» To do: Pick every line out of the entries below that holds the string "scratch", and report them.

» Material shown:
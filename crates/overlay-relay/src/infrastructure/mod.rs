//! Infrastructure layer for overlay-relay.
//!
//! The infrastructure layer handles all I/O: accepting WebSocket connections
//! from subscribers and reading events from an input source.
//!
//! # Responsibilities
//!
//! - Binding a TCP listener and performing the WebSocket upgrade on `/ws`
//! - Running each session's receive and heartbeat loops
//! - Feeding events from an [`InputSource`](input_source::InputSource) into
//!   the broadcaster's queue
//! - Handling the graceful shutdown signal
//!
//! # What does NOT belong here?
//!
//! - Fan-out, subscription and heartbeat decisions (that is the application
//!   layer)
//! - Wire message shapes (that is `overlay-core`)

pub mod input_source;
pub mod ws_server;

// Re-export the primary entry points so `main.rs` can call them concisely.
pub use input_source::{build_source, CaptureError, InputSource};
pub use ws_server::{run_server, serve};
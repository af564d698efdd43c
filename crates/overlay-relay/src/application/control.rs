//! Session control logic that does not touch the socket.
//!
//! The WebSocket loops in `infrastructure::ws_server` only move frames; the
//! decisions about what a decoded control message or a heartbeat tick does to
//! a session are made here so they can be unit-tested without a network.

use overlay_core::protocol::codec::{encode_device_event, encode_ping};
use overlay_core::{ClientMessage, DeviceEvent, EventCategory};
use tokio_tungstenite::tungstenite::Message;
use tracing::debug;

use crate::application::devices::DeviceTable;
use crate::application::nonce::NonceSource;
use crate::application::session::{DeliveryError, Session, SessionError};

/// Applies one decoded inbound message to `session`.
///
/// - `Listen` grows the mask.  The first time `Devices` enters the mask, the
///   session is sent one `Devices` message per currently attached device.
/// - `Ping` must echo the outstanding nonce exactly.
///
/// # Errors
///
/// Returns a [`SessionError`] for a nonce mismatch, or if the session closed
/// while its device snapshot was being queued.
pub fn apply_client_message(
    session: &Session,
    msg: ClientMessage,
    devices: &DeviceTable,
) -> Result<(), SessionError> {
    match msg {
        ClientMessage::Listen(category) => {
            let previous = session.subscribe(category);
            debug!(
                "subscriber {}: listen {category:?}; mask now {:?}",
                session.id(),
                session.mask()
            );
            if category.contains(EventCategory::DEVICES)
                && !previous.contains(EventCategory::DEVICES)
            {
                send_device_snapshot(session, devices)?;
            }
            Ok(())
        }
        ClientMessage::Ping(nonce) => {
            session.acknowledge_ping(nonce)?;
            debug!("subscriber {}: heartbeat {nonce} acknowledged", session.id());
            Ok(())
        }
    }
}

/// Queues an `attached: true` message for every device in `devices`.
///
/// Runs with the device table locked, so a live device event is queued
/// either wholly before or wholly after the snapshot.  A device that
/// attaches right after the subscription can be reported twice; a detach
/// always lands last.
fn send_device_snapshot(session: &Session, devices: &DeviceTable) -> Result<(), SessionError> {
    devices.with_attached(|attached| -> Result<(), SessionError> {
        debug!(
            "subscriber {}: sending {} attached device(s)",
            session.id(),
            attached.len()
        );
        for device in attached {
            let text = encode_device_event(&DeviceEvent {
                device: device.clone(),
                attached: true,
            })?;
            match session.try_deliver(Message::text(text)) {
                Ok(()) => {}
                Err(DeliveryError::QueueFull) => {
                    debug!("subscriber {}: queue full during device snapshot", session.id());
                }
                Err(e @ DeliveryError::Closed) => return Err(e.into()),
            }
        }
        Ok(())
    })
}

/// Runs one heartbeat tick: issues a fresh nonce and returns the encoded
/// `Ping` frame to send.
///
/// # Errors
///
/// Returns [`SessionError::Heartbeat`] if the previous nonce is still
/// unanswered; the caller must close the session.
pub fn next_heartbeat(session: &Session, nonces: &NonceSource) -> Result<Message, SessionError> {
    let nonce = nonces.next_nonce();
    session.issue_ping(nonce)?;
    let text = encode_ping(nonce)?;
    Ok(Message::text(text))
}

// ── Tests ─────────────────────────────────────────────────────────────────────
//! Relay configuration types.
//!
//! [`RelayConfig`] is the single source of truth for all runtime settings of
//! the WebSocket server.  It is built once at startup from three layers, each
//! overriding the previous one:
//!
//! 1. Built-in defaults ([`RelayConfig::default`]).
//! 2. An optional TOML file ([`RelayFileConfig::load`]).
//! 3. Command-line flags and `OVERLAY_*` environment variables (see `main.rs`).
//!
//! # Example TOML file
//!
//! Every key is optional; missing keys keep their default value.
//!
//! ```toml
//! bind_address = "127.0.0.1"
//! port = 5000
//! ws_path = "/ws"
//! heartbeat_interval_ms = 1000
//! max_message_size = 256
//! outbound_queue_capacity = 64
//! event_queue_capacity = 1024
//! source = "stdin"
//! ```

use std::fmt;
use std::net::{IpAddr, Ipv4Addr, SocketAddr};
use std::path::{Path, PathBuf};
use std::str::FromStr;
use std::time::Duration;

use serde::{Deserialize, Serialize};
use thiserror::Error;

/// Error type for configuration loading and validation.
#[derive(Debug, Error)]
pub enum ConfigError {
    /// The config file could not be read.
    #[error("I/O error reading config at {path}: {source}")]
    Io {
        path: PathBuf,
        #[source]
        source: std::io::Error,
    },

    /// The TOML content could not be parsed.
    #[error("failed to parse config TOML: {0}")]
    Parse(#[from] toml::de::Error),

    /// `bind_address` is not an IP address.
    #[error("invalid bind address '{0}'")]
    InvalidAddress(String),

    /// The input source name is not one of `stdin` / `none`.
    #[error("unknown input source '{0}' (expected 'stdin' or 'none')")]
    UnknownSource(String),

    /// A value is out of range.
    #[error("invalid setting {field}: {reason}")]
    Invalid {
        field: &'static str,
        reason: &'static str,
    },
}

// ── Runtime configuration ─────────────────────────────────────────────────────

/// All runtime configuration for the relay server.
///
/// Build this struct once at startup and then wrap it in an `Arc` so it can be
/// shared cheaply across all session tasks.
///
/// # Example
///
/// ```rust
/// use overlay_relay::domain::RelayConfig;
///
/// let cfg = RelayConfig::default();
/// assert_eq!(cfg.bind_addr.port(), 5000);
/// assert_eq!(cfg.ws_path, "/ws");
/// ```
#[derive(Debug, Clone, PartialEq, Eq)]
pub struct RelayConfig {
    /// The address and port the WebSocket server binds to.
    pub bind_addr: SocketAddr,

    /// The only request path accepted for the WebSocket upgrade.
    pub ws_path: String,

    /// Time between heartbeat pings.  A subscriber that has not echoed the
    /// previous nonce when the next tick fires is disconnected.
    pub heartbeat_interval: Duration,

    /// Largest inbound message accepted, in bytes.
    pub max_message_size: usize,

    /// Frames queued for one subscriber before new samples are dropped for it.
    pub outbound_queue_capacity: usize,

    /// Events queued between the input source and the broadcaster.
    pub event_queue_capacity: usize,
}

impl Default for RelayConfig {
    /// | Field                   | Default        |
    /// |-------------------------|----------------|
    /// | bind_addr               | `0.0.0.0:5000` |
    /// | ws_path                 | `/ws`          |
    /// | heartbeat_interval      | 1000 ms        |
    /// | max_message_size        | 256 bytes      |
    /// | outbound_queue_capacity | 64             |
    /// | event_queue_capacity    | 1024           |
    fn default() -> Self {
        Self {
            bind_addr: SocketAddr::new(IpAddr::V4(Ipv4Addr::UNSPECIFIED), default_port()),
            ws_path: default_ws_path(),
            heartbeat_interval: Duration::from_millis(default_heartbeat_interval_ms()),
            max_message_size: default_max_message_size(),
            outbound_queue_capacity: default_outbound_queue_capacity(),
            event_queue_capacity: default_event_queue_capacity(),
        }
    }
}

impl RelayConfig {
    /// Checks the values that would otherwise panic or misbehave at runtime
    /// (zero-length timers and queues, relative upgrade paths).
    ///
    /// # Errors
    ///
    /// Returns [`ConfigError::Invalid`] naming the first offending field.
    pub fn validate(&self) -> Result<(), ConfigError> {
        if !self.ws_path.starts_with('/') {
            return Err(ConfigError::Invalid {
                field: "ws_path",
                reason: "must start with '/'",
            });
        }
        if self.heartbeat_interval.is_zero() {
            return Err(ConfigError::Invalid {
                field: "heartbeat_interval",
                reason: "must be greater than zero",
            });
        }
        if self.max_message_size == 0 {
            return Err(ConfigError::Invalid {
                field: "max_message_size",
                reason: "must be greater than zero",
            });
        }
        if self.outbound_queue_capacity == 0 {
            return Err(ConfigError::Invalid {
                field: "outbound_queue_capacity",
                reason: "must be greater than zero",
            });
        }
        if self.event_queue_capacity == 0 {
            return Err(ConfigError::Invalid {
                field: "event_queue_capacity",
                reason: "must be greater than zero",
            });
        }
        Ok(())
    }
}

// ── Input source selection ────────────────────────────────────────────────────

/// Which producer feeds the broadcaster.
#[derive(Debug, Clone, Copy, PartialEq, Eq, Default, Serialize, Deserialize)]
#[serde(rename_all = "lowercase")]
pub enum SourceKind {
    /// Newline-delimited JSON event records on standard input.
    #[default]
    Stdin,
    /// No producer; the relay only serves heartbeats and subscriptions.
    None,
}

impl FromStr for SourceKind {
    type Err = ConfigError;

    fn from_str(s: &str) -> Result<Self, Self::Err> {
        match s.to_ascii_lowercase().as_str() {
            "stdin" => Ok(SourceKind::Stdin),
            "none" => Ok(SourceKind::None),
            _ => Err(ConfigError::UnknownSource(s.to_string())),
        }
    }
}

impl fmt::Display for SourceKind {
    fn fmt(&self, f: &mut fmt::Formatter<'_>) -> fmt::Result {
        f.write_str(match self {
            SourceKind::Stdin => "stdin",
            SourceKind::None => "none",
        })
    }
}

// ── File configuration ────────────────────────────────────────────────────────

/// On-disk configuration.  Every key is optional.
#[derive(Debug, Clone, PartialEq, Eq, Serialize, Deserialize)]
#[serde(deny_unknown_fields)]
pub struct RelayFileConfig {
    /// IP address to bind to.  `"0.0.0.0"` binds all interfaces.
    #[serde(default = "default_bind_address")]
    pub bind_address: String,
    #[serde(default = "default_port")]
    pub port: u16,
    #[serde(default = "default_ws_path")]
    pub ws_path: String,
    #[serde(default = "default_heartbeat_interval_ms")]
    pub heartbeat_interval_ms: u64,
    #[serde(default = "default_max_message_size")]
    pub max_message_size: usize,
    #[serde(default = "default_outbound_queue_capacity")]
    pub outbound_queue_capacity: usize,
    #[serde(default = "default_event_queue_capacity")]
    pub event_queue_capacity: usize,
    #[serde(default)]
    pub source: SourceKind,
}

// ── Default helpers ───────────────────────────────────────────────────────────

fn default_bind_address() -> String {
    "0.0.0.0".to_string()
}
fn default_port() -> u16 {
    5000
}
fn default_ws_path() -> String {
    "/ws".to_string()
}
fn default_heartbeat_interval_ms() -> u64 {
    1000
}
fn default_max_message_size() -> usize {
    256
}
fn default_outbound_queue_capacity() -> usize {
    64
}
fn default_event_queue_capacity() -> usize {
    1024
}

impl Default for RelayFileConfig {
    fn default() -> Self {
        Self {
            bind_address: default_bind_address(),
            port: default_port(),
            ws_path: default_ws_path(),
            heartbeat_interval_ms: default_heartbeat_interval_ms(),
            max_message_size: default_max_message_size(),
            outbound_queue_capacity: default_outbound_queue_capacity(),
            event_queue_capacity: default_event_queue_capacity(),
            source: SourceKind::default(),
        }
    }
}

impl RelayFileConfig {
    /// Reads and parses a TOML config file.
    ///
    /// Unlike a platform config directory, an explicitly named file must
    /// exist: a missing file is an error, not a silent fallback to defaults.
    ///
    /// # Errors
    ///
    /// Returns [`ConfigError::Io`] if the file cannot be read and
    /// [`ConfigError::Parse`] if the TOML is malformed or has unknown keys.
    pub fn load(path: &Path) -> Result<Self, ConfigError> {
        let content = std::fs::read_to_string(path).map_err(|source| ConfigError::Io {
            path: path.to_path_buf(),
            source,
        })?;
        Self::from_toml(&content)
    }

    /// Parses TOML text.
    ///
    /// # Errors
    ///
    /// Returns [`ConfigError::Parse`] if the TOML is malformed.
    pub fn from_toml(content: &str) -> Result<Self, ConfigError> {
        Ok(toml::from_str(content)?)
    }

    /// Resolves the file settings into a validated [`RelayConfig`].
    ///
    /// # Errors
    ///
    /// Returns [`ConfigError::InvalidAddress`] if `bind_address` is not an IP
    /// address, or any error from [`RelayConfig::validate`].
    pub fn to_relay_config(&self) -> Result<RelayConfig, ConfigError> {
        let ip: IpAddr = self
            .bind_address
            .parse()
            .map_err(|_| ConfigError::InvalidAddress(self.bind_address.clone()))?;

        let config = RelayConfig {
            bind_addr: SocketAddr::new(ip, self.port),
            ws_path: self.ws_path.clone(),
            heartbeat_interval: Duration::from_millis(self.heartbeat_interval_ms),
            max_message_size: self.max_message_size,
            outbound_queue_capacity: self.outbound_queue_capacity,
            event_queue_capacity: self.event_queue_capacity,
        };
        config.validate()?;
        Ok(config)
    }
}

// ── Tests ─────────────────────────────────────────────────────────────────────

==

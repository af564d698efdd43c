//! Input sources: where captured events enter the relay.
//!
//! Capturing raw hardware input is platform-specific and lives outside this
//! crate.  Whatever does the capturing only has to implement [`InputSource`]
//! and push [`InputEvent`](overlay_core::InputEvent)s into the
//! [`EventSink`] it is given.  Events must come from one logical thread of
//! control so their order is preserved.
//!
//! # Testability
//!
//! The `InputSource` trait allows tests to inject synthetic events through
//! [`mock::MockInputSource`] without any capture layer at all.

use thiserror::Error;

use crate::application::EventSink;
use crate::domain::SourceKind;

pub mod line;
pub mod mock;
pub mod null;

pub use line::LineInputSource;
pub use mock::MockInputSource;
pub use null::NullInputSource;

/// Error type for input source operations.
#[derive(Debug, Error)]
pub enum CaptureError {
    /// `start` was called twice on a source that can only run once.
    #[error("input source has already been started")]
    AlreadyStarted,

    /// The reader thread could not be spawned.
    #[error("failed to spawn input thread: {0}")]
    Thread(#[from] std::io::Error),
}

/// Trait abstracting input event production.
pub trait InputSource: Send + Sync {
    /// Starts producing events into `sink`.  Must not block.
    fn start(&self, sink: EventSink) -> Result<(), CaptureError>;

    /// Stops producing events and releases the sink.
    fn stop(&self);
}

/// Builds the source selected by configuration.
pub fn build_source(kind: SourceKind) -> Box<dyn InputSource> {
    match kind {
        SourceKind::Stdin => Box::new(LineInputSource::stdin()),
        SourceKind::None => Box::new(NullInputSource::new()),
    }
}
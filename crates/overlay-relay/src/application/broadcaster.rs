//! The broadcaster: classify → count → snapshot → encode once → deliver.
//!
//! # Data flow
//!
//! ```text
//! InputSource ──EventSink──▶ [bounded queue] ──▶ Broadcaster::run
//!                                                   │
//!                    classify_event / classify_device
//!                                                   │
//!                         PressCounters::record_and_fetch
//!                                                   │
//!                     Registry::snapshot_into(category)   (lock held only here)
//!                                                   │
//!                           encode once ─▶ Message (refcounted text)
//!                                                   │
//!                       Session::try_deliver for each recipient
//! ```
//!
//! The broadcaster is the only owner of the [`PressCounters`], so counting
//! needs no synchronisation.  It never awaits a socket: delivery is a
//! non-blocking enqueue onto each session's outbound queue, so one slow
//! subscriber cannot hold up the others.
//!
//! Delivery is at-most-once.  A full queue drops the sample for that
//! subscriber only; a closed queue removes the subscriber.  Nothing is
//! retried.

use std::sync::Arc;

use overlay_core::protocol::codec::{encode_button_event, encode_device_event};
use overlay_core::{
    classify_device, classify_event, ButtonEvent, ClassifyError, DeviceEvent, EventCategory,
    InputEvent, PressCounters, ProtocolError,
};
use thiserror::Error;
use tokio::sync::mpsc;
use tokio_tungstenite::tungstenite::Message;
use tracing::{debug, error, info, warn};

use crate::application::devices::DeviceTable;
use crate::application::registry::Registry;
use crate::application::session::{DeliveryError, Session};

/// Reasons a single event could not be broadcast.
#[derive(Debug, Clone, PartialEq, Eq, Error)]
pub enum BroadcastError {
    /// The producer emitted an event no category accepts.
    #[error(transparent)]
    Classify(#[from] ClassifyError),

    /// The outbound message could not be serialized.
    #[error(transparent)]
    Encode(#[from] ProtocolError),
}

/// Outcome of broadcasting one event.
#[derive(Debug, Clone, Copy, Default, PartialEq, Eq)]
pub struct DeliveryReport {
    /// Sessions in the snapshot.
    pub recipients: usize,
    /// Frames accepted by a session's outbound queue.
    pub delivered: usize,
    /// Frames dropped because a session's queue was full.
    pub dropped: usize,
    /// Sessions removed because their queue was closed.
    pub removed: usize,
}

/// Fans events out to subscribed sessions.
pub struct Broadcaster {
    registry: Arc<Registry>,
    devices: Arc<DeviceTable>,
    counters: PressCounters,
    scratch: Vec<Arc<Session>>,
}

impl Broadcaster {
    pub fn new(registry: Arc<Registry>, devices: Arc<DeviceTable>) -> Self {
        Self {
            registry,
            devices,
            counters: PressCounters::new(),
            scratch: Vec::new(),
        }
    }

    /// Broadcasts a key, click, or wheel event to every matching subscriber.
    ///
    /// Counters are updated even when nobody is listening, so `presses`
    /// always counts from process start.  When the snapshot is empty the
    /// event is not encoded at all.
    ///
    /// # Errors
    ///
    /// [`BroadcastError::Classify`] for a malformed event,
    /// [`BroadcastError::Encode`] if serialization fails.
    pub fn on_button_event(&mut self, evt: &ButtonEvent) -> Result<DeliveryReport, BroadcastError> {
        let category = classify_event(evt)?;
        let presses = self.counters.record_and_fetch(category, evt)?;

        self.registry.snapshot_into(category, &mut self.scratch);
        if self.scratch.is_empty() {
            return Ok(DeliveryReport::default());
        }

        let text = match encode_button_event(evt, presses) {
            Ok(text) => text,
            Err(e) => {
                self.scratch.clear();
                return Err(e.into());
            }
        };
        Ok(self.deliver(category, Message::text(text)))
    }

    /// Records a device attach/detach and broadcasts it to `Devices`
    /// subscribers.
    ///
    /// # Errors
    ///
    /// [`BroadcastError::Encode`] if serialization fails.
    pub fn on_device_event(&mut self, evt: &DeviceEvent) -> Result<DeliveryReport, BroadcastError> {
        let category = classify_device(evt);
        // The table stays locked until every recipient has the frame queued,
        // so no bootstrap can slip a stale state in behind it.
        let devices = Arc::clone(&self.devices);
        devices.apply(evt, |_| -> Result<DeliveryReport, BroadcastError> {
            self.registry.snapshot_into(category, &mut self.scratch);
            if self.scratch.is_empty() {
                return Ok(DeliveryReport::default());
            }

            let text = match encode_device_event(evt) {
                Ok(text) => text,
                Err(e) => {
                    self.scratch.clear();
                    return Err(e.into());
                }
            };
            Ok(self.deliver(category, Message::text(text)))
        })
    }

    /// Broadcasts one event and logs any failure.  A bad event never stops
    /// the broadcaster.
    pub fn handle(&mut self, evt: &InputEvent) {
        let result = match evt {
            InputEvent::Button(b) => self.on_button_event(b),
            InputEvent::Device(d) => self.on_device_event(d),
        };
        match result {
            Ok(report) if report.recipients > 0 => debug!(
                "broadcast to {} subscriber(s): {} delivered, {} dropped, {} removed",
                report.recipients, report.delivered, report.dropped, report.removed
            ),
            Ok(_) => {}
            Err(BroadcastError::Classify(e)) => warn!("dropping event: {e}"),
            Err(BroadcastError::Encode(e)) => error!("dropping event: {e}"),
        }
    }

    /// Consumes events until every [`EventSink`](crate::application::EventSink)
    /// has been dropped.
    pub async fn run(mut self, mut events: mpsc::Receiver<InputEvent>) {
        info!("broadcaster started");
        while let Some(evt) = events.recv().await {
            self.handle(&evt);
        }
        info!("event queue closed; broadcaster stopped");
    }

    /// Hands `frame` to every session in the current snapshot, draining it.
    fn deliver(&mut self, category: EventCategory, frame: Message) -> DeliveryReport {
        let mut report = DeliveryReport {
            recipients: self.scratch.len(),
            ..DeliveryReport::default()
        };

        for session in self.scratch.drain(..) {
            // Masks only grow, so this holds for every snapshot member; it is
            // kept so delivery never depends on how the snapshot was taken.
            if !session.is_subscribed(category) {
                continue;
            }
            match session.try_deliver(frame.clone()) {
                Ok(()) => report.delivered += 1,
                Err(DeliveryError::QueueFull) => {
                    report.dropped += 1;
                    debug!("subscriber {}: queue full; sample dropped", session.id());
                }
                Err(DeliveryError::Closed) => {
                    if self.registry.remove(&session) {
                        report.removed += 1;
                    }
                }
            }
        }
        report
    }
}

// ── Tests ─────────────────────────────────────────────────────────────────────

» Task response:
    scratch: Vec<Arc<Session>>,
            scratch: Vec::new(),
        self.registry.snapshot_into(category, &mut self.scratch);
        if self.scratch.is_empty() {
                self.scratch.clear();
            self.registry.snapshot_into(category, &mut self.scratch);
            if self.scratch.is_empty() {
                    self.scratch.clear();
            recipients: self.scratch.len(),
        for session in self.scratch.drain(..) {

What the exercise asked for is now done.